| YOUR GOAL |
Copy out the data below. Keep every word as it is.

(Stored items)
********

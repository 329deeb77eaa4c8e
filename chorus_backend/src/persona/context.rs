use crate::chat::{ChatMessage, ChatTurn, Role};

pub const IMAGE_MARKER: &str = "[image attached]";

/// Flatten raw channel history into the turn sequence sent to the backend.
///
/// The first turn is always the system preamble (persona prompt, own mention
/// handle, roster of the other personas). Bot authors become `assistant`
/// turns, humans `user` turns, and every turn is prefixed with its speaker.
pub fn build_context<F>(
    recent: &[ChatMessage],
    system_prompt: &str,
    participant_names: &[String],
    self_name: &str,
    resolve_mention: F,
) -> Vec<ChatTurn>
where
    F: Fn(&str) -> String,
{
    let mut turns = Vec::with_capacity(recent.len() + 1);
    turns.push(ChatTurn::system(build_preamble(
        system_prompt,
        participant_names,
        self_name,
        &resolve_mention,
    )));

    for message in recent {
        turns.push(message_to_turn(message, &resolve_mention));
    }

    turns
}

fn build_preamble<F>(
    system_prompt: &str,
    participant_names: &[String],
    self_name: &str,
    resolve_mention: &F,
) -> String
where
    F: Fn(&str) -> String,
{
    let mut preamble = String::new();
    preamble.push_str(system_prompt.trim());
    preamble.push_str("\n\n");
    preamble.push_str(&format!(
        "You are {}. Your mention handle is {}.\n",
        self_name,
        resolve_mention(self_name)
    ));

    let others: Vec<&String> = participant_names
        .iter()
        .filter(|name| name.as_str() != self_name)
        .collect();

    if others.is_empty() {
        preamble.push_str("You are the only bot in this chat.");
    } else {
        preamble.push_str("Other bots in this chat (mention them with their handle):\n");
        for name in others {
            preamble.push_str(&format!("- {}: {}\n", name, resolve_mention(name)));
        }
    }

    preamble.trim_end().to_string()
}

fn message_to_turn<F>(message: &ChatMessage, resolve_mention: &F) -> ChatTurn
where
    F: Fn(&str) -> String,
{
    let author = &message.author;
    let (role, speaker) = if author.is_bot {
        // Bots outside the directory resolve to their bare name; no handle then
        let handle = resolve_mention(&author.display_name);
        let speaker = if handle == author.display_name {
            author.display_name.clone()
        } else {
            format!("{} ({})", author.display_name, handle)
        };
        (Role::Assistant, speaker)
    } else {
        (Role::User, author.display_name.clone())
    };

    let mut content = format!("{}: {}", speaker, message.content);
    if message.has_image() {
        content.push('\n');
        content.push_str(IMAGE_MARKER);
    }

    ChatTurn {
        role,
        content,
        author: Some(author.display_name.clone()),
        timestamp: Some(message.created_at.timestamp_millis()),
    }
}
//! Shared name → platform-id lookup used for mention resolution.
//!
//! One instance is created at startup and handed to every persona. Writes go
//! through to the store so ids survive restarts.

use std::collections::HashMap;
use std::sync::{Arc, RwLock};

use anyhow::Result;

use crate::store::ScopeStore;

pub struct BotDirectory {
    ids: RwLock<HashMap<String, String>>,
    store: Option<Arc<dyn ScopeStore>>,
}

impl BotDirectory {
    /// Directory without persistence.
    pub fn in_memory() -> Self {
        Self {
            ids: RwLock::new(HashMap::new()),
            store: None,
        }
    }

    /// Directory hydrated from, and writing through to, `store`.
    pub fn load(store: Arc<dyn ScopeStore>) -> Result<Self> {
        let ids = store.load_bot_ids()?;
        tracing::info!("Loaded {} known bot id(s)", ids.len());
        Ok(Self {
            ids: RwLock::new(ids),
            store: Some(store),
        })
    }

    pub fn register(&self, name: &str, bot_id: &str) -> Result<()> {
        if let Some(store) = &self.store {
            store.save_bot_id(name, bot_id)?;
        }
        let mut ids = self
            .ids
            .write()
            .map_err(|e| anyhow::anyhow!("Bot directory lock poisoned: {}", e))?;
        ids.insert(name.to_string(), bot_id.to_string());
        tracing::debug!("Registered bot '{}' as {}", name, bot_id);
        Ok(())
    }

    pub fn id_for(&self, name: &str) -> Option<String> {
        let ids = self.ids.read().unwrap_or_else(|e| e.into_inner());
        ids.get(name).cloned()
    }

    /// Platform mention token for `name`, or the bare name when the id is unknown.
    pub fn mention_for(&self, name: &str) -> String {
        match self.id_for(name) {
            Some(id) => format!("<@{}>", id),
            None => name.to_string(),
        }
    }

    pub fn name_for_id(&self, bot_id: &str) -> Option<String> {
        let ids = self.ids.read().unwrap_or_else(|e| e.into_inner());
        ids.iter()
            .find(|(_, id)| id.as_str() == bot_id)
            .map(|(name, _)| name.clone())
    }
}
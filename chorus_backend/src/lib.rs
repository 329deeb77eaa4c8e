pub mod chat;
pub mod config;
pub mod database;
pub mod directory;
pub mod http_client;
pub mod llm_client;
pub mod pacing;
pub mod persona;
pub mod runtime;
pub mod scope_lock;
pub mod store;

#[cfg(test)]
pub(crate) mod test_support;
use anyhow::{Context, Result};

/// Build the shared HTTP client. System proxy discovery is opt-in via
/// `CHORUS_ENABLE_SYSTEM_PROXY`; if it fails we retry without a proxy.
pub fn build_http_client() -> Result<reqwest::Client> {
    if system_proxy_enabled() {
        match reqwest::Client::builder().build() {
            Ok(client) => return Ok(client),
            Err(e) => tracing::warn!(
                "HTTP client initialization with system proxy failed ({}); retrying with no_proxy",
                e
            ),
        }
    }

    reqwest::Client::builder()
        .no_proxy()
        .build()
        .context("Failed to initialize HTTP client")
}

fn system_proxy_enabled() -> bool {
    std::env::var("CHORUS_ENABLE_SYSTEM_PROXY")
        .map(|value| value == "1" || value.eq_ignore_ascii_case("true"))
        .unwrap_or(false)
}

********

| SOLUTION FOR THIS TASK |
repository 329deeb77eaa4c8e
filename chorus_backend/src/persona/context.rs
use crate::chat::{ChatMessage, ChatTurn, Role};

pub const IMAGE_MARKER: &str = "[image attached]";

/// Flatten raw channel history into the turn sequence sent to the backend.
///
/// The first turn is always the system preamble (persona prompt, own mention
/// handle, roster of the other personas). Bot authors become `assistant`
/// turns, humans `user` turns, and every turn is prefixed with its speaker.
pub fn build_context<F>(
    recent: &[ChatMessage],
    system_prompt: &str,
    participant_names: &[String],
    self_name: &str,
    resolve_mention: F,
) -> Vec<ChatTurn>
where
    F: Fn(&str) -> String,
{
    let mut turns = Vec::with_capacity(recent.len() + 1);
    turns.push(ChatTurn::system(build_preamble(
        system_prompt,
        participant_names,
        self_name,
        &resolve_mention,
    )));

    for message in recent {
        turns.push(message_to_turn(message, &resolve_mention));
    }

    turns
}

fn build_preamble<F>(
    system_prompt: &str,
    participant_names: &[String],
    self_name: &str,
    resolve_mention: &F,
) -> String
where
    F: Fn(&str) -> String,
{
    let mut preamble = String::new();
    preamble.push_str(system_prompt.trim());
    preamble.push_str("\n\n");
    preamble.push_str(&format!(
        "You are {}. Your mention handle is {}.\n",
        self_name,
        resolve_mention(self_name)
    ));

    let others: Vec<&String> = participant_names
        .iter()
        .filter(|name| name.as_str() != self_name)
        .collect();

    if others.is_empty() {
        preamble.push_str("You are the only bot in this chat.");
    } else {
        preamble.push_str("Other bots in this chat (mention them with their handle):\n");
        for name in others {
            preamble.push_str(&format!("- {}: {}\n", name, resolve_mention(name)));
        }
    }

    preamble.trim_end().to_string()
}

fn message_to_turn<F>(message: &ChatMessage, resolve_mention: &F) -> ChatTurn
where
    F: Fn(&str) -> String,
{
    let author = &message.author;
    let (role, speaker) = if author.is_bot {
        // Bots outside the directory resolve to their bare name; no handle then
        let handle = resolve_mention(&author.display_name);
        let speaker = if handle == author.display_name {
            author.display_name.clone()
        } else {
            format!("{} ({})", author.display_name, handle)
        };
        (Role::Assistant, speaker)
    } else {
        (Role::User, author.display_name.clone())
    };

    let mut content = format!("{}: {}", speaker, message.content);
    if message.has_image() {
        content.push('\n');
        content.push_str(IMAGE_MARKER);
    }

    ChatTurn {
        role,
        content,
        author: Some(author.display_name.clone()),
        timestamp: Some(message.created_at.timestamp_millis()),
    }
}
//! Shared name → platform-id lookup used for mention resolution.
//!
//! One instance is created at startup and handed to every persona. Writes go
//! through to the store so ids survive restarts.

use std::collections::HashMap;
use std::sync::{Arc, RwLock};

use anyhow::Result;

use crate::store::ScopeStore;

pub struct BotDirectory {
    ids: RwLock<HashMap<String, String>>,
    store: Option<Arc<dyn ScopeStore>>,
}

impl BotDirectory {
    /// Directory without persistence.
    pub fn in_memory() -> Self {
        Self {
            ids: RwLock::new(HashMap::new()),
            store: None,
        }
    }

    /// Directory hydrated from, and writing through to, `store`.
    pub fn load(store: Arc<dyn ScopeStore>) -> Result<Self> {
        let ids = store.load_bot_ids()?;
        tracing::info!("Loaded {} known bot id(s)", ids.len());
        Ok(Self {
            ids: RwLock::new(ids),
            store: Some(store),
        })
    }

    pub fn register(&self, name: &str, bot_id: &str) -> Result<()> {
        if let Some(store) = &self.store {
            store.save_bot_id(name, bot_id)?;
        }
        let mut ids = self
            .ids
            .write()
            .map_err(|e| anyhow::anyhow!("Bot directory lock poisoned: {}", e))?;
        ids.insert(name.to_string(), bot_id.to_string());
        tracing::debug!("Registered bot '{}' as {}", name, bot_id);
        Ok(())
    }

    pub fn id_for(&self, name: &str) -> Option<String> {
        let ids = self.ids.read().unwrap_or_else(|e| e.into_inner());
        ids.get(name).cloned()
    }

    /// Platform mention token for `name`, or the bare name when the id is unknown.
    pub fn mention_for(&self, name: &str) -> String {
        match self.id_for(name) {
            Some(id) => format!("<@{}>", id),
            None => name.to_string(),
        }
    }

    pub fn name_for_id(&self, bot_id: &str) -> Option<String> {
        let ids = self.ids.read().unwrap_or_else(|e| e.into_inner());
        ids.iter()
            .find(|(_, id)| id.as_str() == bot_id)
            .map(|(name, _)| name.clone())
    }
}
filename chorus_backend/src/lib.rs
repository 329deeb77eaa4c8e
pub mod chat;
pub mod config;
pub mod database;
pub mod directory;
pub mod http_client;
pub mod llm_client;
pub mod pacing;
pub mod persona;
pub mod runtime;
pub mod scope_lock;
pub mod store;

#[cfg(test)]
pub(crate) mod test_support;
use anyhow::{Context, Result};

/// Build the shared HTTP client. System proxy discovery is opt-in via
/// `CHORUS_ENABLE_SYSTEM_PROXY`; if it fails we retry without a proxy.
pub fn build_http_client() -> Result<reqwest::Client> {
    if system_proxy_enabled() {
        match reqwest::Client::builder().build() {
            Ok(client) => return Ok(client),
            Err(e) => tracing::warn!(
                "HTTP client initialization with system proxy failed ({}); retrying with no_proxy",
                e
            ),
        }
    }

    reqwest::Client::builder()
        .no_proxy()
        .build()
        .context("Failed to initialize HTTP client")
}

fn system_proxy_enabled() -> bool {
    std::env::var("CHORUS_ENABLE_SYSTEM_PROXY")
        .map(|value| value == "1" || value.eq_ignore_ascii_case("true"))
        .unwrap_or(false)
}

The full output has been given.